[Directions] Which lines of the entries below contain the string "warnings"? Copy each one.
▬▬▬▬▬▬▬▬▬▬
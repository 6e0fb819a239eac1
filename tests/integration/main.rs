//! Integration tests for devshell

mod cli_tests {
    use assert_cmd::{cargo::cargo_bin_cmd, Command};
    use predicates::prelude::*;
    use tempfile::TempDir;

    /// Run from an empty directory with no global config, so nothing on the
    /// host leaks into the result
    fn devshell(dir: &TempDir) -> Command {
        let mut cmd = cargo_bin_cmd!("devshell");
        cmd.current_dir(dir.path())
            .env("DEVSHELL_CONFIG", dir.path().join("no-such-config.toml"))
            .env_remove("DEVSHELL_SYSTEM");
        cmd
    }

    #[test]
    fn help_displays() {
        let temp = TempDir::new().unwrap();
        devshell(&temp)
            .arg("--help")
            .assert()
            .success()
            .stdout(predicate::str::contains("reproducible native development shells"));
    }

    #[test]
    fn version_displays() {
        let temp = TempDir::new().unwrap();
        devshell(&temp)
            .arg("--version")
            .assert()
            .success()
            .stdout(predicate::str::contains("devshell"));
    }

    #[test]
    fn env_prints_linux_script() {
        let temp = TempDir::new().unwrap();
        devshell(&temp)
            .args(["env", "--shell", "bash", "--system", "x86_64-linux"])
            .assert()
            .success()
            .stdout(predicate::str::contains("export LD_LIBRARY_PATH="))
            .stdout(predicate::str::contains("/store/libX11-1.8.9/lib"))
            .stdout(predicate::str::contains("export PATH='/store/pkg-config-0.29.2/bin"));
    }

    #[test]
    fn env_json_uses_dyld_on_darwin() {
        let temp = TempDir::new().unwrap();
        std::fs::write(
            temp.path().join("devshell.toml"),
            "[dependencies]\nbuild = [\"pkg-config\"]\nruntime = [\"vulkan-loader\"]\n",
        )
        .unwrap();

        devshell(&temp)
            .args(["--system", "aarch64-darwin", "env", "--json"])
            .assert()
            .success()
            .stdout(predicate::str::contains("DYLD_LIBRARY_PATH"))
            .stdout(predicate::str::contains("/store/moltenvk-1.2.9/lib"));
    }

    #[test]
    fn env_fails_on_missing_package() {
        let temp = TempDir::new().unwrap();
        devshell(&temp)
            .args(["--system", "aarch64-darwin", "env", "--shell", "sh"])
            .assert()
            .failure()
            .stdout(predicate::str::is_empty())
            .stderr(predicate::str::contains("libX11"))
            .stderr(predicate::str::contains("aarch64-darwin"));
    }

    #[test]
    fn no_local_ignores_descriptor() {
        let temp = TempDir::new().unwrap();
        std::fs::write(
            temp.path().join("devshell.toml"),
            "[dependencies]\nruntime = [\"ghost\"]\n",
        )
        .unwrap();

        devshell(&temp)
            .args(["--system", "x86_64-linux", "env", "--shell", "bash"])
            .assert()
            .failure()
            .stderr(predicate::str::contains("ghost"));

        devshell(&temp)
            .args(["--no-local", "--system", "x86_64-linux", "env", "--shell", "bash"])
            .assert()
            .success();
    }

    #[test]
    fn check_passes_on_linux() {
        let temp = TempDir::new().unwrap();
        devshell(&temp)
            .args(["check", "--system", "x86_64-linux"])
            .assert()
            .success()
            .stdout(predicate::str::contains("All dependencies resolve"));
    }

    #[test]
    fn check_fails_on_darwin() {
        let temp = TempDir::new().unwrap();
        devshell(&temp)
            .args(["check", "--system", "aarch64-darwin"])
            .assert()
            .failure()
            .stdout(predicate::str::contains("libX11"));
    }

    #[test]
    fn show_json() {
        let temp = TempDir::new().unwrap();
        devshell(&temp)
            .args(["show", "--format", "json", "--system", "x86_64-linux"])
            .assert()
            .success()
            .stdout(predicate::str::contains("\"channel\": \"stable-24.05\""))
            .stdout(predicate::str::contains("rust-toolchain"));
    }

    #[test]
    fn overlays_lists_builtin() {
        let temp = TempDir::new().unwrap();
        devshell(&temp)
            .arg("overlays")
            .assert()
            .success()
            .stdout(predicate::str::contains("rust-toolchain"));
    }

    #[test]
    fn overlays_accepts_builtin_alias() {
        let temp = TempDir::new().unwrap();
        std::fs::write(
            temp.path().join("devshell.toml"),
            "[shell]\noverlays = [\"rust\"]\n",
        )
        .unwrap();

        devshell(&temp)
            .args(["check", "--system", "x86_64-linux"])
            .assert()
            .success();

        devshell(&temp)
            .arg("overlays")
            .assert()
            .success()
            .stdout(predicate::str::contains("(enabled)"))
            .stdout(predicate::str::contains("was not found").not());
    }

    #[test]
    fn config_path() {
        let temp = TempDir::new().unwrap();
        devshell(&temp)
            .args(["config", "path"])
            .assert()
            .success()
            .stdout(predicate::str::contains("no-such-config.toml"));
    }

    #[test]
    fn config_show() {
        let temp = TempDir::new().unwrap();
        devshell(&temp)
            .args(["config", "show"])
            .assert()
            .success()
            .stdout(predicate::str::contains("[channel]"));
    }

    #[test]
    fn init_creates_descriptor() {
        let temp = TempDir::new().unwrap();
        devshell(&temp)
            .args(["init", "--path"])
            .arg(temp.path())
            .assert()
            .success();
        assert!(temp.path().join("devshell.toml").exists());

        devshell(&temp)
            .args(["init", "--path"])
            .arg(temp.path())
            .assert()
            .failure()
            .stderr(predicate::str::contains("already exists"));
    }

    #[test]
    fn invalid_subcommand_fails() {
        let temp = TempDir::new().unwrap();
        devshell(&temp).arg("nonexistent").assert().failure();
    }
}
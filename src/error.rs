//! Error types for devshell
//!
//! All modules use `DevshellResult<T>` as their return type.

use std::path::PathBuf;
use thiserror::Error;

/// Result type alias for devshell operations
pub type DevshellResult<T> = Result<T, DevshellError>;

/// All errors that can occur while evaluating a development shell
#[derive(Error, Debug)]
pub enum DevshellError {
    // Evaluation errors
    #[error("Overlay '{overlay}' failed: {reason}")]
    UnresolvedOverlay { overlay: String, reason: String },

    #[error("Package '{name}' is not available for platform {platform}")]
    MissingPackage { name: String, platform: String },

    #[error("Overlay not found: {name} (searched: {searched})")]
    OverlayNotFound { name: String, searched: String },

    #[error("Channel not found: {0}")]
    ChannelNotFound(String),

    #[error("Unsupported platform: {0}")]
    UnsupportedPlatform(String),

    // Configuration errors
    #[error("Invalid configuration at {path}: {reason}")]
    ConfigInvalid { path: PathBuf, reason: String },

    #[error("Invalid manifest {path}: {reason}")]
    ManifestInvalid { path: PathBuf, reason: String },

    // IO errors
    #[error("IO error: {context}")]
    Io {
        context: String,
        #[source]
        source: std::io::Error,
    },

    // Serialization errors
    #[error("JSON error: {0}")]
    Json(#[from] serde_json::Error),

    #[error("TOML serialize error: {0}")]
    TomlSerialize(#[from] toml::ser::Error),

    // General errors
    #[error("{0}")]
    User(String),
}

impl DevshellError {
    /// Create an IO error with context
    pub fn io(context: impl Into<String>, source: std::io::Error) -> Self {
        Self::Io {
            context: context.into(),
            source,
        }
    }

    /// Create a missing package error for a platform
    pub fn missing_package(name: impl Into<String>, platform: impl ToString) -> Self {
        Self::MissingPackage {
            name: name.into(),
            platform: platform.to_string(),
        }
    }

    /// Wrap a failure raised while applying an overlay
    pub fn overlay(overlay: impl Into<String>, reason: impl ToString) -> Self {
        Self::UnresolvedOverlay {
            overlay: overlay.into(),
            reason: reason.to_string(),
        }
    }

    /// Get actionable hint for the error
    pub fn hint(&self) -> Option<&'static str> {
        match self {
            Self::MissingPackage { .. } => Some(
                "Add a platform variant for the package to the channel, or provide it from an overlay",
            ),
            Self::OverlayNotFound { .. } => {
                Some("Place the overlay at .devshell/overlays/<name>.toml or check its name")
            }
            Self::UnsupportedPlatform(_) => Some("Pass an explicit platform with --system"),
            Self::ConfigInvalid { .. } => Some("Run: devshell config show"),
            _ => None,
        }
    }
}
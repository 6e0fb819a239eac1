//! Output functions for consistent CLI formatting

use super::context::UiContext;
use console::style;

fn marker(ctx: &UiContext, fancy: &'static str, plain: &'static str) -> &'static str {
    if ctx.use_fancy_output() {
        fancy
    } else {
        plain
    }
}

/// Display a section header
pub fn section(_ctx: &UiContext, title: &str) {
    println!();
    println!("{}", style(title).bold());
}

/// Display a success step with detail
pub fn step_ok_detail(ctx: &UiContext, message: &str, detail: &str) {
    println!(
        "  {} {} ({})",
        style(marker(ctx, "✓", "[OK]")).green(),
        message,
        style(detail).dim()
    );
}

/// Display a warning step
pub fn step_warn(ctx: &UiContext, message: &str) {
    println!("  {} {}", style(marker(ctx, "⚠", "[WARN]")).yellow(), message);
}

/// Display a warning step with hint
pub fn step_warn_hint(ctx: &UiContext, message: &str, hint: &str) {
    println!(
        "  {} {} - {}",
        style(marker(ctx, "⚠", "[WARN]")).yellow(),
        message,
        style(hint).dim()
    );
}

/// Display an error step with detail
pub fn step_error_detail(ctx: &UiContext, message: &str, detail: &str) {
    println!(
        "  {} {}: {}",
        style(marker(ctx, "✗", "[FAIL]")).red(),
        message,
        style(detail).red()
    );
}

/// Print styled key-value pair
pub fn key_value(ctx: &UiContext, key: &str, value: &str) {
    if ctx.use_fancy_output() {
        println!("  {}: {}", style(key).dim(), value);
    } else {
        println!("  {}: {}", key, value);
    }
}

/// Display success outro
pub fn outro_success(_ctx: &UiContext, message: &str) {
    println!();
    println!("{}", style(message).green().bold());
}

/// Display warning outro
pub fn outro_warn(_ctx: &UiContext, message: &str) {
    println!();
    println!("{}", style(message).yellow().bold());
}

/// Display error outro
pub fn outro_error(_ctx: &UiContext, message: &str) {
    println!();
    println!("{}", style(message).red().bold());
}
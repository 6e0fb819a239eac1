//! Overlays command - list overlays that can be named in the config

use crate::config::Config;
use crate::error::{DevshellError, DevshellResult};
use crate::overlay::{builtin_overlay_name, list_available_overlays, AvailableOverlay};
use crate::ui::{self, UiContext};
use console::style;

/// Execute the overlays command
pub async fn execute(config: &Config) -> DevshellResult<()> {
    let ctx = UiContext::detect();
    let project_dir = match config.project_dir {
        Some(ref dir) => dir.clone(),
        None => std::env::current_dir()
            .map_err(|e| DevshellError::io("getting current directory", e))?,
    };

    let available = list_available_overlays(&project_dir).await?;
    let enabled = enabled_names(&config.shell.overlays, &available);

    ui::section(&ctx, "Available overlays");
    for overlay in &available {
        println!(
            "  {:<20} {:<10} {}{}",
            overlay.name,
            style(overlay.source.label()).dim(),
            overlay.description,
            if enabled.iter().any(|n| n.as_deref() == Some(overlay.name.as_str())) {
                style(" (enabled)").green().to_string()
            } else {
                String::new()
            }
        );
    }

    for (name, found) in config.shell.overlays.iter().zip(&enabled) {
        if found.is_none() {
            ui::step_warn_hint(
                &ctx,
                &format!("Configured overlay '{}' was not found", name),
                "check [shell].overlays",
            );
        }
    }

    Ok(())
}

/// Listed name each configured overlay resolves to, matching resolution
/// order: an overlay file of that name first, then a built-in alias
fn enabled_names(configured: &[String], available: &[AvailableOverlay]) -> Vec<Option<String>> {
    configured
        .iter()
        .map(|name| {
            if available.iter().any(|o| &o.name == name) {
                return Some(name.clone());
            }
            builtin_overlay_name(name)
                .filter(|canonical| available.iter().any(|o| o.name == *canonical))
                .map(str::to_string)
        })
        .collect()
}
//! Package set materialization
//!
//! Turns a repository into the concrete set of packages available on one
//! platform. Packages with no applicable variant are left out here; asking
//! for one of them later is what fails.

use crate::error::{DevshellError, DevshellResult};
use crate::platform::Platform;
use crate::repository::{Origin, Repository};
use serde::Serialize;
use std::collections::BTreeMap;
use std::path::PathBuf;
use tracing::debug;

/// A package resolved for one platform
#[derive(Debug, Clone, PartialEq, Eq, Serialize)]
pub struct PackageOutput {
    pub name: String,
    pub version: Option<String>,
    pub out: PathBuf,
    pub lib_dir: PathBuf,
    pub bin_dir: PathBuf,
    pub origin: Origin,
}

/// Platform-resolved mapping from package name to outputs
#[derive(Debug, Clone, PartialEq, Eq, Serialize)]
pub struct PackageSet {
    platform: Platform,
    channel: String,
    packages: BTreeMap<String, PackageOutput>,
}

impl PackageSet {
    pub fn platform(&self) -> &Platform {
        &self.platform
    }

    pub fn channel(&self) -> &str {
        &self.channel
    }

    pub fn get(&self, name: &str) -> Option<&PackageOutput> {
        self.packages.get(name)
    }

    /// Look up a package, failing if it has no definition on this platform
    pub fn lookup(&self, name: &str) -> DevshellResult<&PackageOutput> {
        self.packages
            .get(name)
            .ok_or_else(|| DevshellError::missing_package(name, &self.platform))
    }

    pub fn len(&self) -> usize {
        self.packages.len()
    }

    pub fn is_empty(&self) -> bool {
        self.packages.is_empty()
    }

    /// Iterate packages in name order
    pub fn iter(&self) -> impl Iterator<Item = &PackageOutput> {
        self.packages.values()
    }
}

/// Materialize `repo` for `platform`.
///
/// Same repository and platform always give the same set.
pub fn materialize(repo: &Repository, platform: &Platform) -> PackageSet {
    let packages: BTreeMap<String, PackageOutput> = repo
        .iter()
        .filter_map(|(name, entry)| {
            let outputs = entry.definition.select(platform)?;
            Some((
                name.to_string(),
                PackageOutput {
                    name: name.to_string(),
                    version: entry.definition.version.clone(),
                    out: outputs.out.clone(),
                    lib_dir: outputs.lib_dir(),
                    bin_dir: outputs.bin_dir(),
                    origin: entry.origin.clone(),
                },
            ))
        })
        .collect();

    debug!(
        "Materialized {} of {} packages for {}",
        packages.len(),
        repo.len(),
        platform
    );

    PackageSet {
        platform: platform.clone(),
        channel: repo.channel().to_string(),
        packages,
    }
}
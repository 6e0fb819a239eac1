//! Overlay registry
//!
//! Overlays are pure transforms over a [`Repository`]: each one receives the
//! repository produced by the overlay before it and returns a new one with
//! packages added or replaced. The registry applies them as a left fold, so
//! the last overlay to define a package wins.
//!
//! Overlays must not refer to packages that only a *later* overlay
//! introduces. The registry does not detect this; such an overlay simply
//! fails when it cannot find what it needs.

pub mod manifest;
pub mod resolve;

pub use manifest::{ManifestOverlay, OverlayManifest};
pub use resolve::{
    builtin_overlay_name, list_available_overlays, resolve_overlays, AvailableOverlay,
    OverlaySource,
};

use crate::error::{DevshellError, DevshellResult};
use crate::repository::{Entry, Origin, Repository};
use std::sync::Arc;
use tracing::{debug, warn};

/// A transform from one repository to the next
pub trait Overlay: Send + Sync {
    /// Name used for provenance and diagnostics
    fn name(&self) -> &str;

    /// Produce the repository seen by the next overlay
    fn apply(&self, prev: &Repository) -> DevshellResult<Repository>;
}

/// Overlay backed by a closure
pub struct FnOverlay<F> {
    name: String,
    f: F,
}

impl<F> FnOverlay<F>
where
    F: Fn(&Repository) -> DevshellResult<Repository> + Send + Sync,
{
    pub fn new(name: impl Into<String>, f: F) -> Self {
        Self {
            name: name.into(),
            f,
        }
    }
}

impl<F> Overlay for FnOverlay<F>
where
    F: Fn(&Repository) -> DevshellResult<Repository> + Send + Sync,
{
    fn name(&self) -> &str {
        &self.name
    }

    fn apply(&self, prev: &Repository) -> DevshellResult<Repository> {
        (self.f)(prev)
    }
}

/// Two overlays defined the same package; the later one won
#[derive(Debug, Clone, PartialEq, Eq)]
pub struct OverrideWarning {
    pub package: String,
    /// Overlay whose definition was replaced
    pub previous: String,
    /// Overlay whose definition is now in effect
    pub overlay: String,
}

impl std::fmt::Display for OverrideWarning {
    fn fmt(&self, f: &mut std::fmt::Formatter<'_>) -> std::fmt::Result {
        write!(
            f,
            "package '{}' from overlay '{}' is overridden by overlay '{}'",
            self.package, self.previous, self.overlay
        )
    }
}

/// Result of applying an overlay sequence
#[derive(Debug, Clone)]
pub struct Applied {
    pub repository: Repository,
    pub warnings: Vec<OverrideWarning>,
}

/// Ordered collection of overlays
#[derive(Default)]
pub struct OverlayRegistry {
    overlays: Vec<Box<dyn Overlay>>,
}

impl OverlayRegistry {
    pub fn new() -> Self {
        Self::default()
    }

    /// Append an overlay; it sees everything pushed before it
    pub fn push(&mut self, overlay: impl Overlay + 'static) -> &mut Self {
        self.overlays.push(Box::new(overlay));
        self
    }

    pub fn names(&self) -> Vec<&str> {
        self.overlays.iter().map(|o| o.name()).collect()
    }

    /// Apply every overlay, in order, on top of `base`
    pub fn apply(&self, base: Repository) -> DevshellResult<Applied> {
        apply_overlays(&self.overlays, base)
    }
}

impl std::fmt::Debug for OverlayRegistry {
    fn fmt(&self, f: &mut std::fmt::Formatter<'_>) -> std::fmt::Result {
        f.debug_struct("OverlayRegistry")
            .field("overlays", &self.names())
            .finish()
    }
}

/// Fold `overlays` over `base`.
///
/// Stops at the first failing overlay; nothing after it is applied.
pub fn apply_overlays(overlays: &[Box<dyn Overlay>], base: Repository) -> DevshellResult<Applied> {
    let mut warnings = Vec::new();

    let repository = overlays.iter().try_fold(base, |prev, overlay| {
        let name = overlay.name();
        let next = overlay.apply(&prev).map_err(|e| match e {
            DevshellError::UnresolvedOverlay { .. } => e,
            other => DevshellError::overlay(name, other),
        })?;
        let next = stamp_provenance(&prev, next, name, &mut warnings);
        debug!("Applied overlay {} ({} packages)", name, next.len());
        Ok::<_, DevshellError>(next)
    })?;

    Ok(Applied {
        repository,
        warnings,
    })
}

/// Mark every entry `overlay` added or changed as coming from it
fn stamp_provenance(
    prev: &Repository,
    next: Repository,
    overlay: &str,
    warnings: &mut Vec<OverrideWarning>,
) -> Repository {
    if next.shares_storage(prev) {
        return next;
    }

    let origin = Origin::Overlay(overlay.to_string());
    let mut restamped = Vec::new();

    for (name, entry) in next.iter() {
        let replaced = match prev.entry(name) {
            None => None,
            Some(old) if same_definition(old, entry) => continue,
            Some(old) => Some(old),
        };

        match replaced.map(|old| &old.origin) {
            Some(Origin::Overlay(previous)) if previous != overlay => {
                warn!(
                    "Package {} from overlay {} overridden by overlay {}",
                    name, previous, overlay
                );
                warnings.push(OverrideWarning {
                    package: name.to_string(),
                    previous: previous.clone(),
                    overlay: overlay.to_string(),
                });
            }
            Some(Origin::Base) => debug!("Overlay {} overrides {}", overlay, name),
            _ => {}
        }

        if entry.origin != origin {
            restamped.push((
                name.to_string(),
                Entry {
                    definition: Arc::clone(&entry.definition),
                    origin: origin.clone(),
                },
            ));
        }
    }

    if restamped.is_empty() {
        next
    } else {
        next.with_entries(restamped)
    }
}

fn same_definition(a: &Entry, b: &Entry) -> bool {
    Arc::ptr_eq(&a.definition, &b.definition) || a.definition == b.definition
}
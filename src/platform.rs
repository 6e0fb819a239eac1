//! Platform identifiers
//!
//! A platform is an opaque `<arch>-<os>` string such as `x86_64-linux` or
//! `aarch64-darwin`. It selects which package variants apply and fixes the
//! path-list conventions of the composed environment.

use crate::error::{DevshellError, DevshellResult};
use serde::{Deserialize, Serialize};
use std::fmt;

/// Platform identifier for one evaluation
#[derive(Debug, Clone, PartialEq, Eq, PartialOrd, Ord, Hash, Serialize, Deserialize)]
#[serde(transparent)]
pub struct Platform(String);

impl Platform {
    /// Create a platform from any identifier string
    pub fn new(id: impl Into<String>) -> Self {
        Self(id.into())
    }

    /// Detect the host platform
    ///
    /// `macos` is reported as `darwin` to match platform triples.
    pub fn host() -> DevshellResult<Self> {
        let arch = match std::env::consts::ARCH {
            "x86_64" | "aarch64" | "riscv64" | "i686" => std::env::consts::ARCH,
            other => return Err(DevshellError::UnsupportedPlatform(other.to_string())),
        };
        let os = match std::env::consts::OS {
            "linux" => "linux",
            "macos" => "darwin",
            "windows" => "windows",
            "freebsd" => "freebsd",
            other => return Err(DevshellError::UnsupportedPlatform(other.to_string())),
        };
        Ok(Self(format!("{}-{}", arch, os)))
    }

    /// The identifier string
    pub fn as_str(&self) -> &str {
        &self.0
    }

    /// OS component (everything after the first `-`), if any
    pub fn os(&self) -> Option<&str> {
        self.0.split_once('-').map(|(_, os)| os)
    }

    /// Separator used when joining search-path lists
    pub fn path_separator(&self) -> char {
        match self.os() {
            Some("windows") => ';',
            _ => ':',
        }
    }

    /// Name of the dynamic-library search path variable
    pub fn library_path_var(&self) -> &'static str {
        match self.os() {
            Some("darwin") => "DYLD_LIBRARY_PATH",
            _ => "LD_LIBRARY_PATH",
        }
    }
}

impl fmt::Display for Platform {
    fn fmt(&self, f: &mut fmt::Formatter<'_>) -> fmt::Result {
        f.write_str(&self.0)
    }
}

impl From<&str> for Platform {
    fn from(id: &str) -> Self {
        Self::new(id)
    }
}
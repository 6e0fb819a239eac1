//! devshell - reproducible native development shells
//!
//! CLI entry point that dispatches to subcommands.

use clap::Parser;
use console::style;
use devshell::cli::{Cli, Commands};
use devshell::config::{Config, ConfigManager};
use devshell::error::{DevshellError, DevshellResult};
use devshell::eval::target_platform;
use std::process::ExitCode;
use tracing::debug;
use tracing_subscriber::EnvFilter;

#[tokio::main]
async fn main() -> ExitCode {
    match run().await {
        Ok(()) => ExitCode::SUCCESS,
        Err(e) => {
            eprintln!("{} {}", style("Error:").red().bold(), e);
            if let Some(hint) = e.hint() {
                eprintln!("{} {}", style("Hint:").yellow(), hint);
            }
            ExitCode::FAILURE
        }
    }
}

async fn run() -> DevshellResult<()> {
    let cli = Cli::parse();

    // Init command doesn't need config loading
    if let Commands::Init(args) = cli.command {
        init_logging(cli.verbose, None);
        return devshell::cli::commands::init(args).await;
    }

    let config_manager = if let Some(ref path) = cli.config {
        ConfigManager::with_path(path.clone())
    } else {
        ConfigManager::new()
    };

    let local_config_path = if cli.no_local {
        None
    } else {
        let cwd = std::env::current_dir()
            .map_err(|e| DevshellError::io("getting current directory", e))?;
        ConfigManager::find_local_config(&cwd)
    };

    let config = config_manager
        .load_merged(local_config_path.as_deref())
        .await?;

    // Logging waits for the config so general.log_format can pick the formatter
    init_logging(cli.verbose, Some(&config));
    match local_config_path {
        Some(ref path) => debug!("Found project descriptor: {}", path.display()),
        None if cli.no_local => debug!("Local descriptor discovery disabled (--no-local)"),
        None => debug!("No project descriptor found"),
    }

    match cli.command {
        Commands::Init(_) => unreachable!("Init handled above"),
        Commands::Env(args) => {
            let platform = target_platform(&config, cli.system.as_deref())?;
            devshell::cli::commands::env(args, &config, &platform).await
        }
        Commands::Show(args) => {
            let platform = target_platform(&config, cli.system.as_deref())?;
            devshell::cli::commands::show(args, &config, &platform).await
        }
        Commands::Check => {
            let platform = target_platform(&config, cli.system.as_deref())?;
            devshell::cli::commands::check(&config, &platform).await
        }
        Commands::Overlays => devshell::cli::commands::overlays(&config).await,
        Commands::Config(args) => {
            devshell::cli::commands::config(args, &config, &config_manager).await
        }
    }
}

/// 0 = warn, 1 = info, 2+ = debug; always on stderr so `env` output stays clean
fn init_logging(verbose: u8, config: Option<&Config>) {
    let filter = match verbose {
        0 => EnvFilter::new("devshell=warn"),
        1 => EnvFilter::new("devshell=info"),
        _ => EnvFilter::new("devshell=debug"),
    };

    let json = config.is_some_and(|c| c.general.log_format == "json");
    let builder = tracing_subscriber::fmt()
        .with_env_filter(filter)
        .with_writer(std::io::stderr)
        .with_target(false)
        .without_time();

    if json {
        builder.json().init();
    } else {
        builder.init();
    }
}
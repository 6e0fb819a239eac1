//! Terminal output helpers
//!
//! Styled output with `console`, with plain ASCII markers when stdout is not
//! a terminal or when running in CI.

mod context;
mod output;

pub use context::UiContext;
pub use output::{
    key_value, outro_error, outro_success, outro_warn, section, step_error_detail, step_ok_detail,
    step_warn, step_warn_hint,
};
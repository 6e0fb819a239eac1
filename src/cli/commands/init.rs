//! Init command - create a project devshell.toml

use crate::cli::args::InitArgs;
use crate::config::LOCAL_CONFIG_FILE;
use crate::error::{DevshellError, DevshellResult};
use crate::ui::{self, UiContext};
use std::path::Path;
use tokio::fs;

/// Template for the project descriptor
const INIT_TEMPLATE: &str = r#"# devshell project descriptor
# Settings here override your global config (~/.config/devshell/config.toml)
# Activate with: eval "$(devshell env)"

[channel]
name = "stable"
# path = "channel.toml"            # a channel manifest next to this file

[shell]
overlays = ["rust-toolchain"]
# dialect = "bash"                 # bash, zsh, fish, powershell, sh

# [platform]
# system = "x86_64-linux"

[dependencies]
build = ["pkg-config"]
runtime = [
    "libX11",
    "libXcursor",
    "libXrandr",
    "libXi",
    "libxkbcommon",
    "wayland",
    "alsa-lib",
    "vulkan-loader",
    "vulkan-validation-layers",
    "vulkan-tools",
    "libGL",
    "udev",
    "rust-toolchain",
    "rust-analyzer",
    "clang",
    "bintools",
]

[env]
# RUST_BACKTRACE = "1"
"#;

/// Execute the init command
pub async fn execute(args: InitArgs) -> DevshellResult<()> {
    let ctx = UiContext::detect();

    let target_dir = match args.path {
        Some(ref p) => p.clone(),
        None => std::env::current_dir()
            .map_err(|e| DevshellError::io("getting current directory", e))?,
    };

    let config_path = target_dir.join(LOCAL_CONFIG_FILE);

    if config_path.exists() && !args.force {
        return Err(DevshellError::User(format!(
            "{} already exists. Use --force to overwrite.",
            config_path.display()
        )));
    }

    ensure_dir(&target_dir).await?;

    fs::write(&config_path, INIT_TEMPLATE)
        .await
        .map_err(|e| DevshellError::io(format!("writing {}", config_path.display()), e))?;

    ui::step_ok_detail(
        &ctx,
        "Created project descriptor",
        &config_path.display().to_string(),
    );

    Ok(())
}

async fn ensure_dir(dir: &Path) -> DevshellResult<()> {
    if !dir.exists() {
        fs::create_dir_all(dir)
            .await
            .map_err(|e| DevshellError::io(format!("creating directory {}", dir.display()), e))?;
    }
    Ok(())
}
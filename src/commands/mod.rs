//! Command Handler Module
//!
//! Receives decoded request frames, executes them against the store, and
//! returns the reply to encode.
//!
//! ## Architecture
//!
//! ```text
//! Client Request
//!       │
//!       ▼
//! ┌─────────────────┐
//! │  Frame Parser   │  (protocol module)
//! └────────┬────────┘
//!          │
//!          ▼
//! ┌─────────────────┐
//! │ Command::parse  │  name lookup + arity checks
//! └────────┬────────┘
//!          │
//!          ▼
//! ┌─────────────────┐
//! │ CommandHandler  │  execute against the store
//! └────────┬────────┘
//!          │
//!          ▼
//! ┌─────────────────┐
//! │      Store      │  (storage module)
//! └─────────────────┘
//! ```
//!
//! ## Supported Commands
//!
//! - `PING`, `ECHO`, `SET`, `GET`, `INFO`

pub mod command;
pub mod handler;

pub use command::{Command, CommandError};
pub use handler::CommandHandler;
▬▬▬▬▬▬▬▬▬▬
[Answer for this exercise]
    pub warnings: Vec<OverrideWarning>,
    let mut warnings = Vec::new();
        let next = stamp_provenance(&prev, next, name, &mut warnings);
        warnings,
    warnings: &mut Vec<OverrideWarning>,
                warnings.push(OverrideWarning {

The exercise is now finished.